La Sagra della Cotoletta di Sirignano, giunta alla sua sedicesima edizione, si prepara a trasformare ancora una volta Piazza Aniello Colucci in un grande spazio dedicato ai sapori e alla socialità. L’appuntamento è fissato per 22, 23 e 24 maggio, con apertura degli stand dalle 20:00 alle 24:00, tre serate pensate per accogliere visitatori, famiglie e appassionati della cucina tradizionale irpina.
Il cuore della festa resta naturalmente la cotoletta, proposta nella sua versione più amata, ma la manifestazione offrirà un ventaglio di piatti capaci di soddisfare ogni palato. Tra le preparazioni più richieste spiccano gli gnocchi al sugo, la parmigiana, la montanara, il celebre caciocavallo impiccato, i taglieri di salumi e formaggi, le patatine fritte e i dolci straccetti con Nutella. Non mancherà il classico panino con cotoletta e contorno, ormai simbolo dell’evento, accompagnato da acqua e vino come da tradizione.
A rendere l’atmosfera ancora più coinvolgente sarà la presenza di musica dal vivo, elemento che negli anni ha contribuito a trasformare la sagra in un punto di ritrovo per chi cerca non solo buon cibo, ma anche momenti di convivialità e intrattenimento.
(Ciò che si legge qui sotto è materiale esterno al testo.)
//! Engine configuration: poll cadence, snapshot location, filter windows.

use std::env;
use std::path::PathBuf;
use std::time::Duration;

use dotenvy::dotenv;

use crate::error::ConfigError;
use crate::recency;

/// Configuration for the watch engine, loaded from the environment or
/// built in code. Every field has a usable default.
#[derive(Debug, Clone)]
pub struct WatchConfig {
    /// Directory holding the durable snapshot mirror, one subdirectory
    /// per resource kind
    pub snapshot_dir: PathBuf,
    pub announcement_interval: Duration,
    pub grade_interval: Duration,
    pub inbox_interval: Duration,
    /// Admission window for announcement publish and start dates
    pub announcement_window: chrono::Duration,
    pub bus_capacity: usize,
}

impl Default for WatchConfig {
    fn default() -> Self {
        Self {
            snapshot_dir: PathBuf::from("snapshots"),
            announcement_interval: Duration::from_secs(300),
            grade_interval: Duration::from_secs(300),
            inbox_interval: Duration::from_secs(300),
            announcement_window: recency::default_announcement_window(),
            bus_capacity: 1024,
        }
    }
}

impl WatchConfig {
    /// Load configuration from environment variables.
    ///
    /// Unset variables fall back to defaults; malformed numbers are an
    /// error rather than a silent fallback.
    pub fn from_env() -> Result<Self, ConfigError> {
        // Load .env file if present (development)
        let _ = dotenv();

        Ok(Self {
            snapshot_dir: env::var("SNAPSHOT_DIR")
                .map(PathBuf::from)
                .unwrap_or_else(|_| PathBuf::from("snapshots")),
            announcement_interval: Duration::from_secs(env_u64("ANNOUNCEMENT_POLL_SECS", 300)?),
            grade_interval: Duration::from_secs(env_u64("GRADE_POLL_SECS", 300)?),
            inbox_interval: Duration::from_secs(env_u64("INBOX_POLL_SECS", 300)?),
            announcement_window: chrono::Duration::hours(
                env_u64("ANNOUNCEMENT_WINDOW_HOURS", 48)? as i64,
            ),
            bus_capacity: env_u64("EVENT_BUS_CAPACITY", 1024)? as usize,
        })
    }

    pub fn with_snapshot_dir(mut self, dir: impl Into<PathBuf>) -> Self {
        self.snapshot_dir = dir.into();
        self
    }

    /// Same poll period for all three watchers.
    pub fn with_interval(mut self, interval: Duration) -> Self {
        self.announcement_interval = interval;
        self.grade_interval = interval;
        self.inbox_interval = interval;
        self
    }

    pub fn with_announcement_window(mut self, window: chrono::Duration) -> Self {
        self.announcement_window = window;
        self
    }
}

fn env_u64(var: &'static str, default: u64) -> Result<u64, ConfigError> {
    match env::var(var) {
        Ok(value) => value
            .parse()
            .map_err(|_| ConfigError::InvalidNumber { var, value }),
        Err(_) => Ok(default),
    }
}

#[cfg(test)]
mod tests {
    use super::*;

    #[test]
    fn defaults_are_usable() {
        let config = WatchConfig::default();
        assert_eq!(config.snapshot_dir, PathBuf::from("snapshots"));
        assert_eq!(config.announcement_interval, Duration::from_secs(300));
        assert_eq!(config.announcement_window, chrono::Duration::hours(48));
        assert_eq!(config.bus_capacity, 1024);
    }

    #[test]
    fn builders_override_fields() {
        let config = WatchConfig::default()
            .with_snapshot_dir("/tmp/watch")
            .with_interval(Duration::from_secs(60))
            .with_announcement_window(chrono::Duration::hours(12));

        assert_eq!(config.snapshot_dir, PathBuf::from("/tmp/watch"));
        assert_eq!(config.grade_interval, Duration::from_secs(60));
        assert_eq!(config.announcement_window, chrono::Duration::hours(12));
    }

    #[test]
    fn malformed_number_is_rejected() {
        env::set_var("COURSEWATCH_TEST_BAD_NUMBER", "not-a-number");
        let result = env_u64("COURSEWATCH_TEST_BAD_NUMBER", 10);
        env::remove_var("COURSEWATCH_TEST_BAD_NUMBER");

        assert!(matches!(
            result,
            Err(ConfigError::InvalidNumber {
                var: "COURSEWATCH_TEST_BAD_NUMBER",
                ..
            })
        ));
    }

    #[test]
    fn unset_variable_falls_back_to_default() {
        env::remove_var("COURSEWATCH_TEST_UNSET");
        assert_eq!(env_u64("COURSEWATCH_TEST_UNSET", 42).unwrap(), 42);
    }
}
Accanto agli stand gastronomici troverà spazio un bazar solidale, iniziativa con cui la Pro Loco sostiene progetti benefici e attività sociali sul territorio.
L’organizzazione è curata dalla Pro Loco Sant’Andrea di Sirignano, con il supporto dell’UNPLI e del Comune di Sirignano, realtà che da anni lavorano per valorizzare le tradizioni locali e promuovere eventi capaci di richiamare visitatori anche dai comuni limitrofi. La posizione della sagra, facilmente raggiungibile dall’uscita autostradale Baiano (A16 Napoli–Canosa), rende l’iniziativa accessibile anche a chi arriva da fuori provincia.
Per informazioni, richieste o contatti organizzativi è disponibile Marianna – 3391609018, riferimento diretto per chi desidera saperne di più o per chi sta programmando una visita.
La Sagra della Cotoletta si conferma così un appuntamento che unisce tradizione, gusto e spirito comunitario, offrendo tre serate in cui la cucina irpina diventa protagonista e Sirignano si trasforma in un luogo di incontro e festa.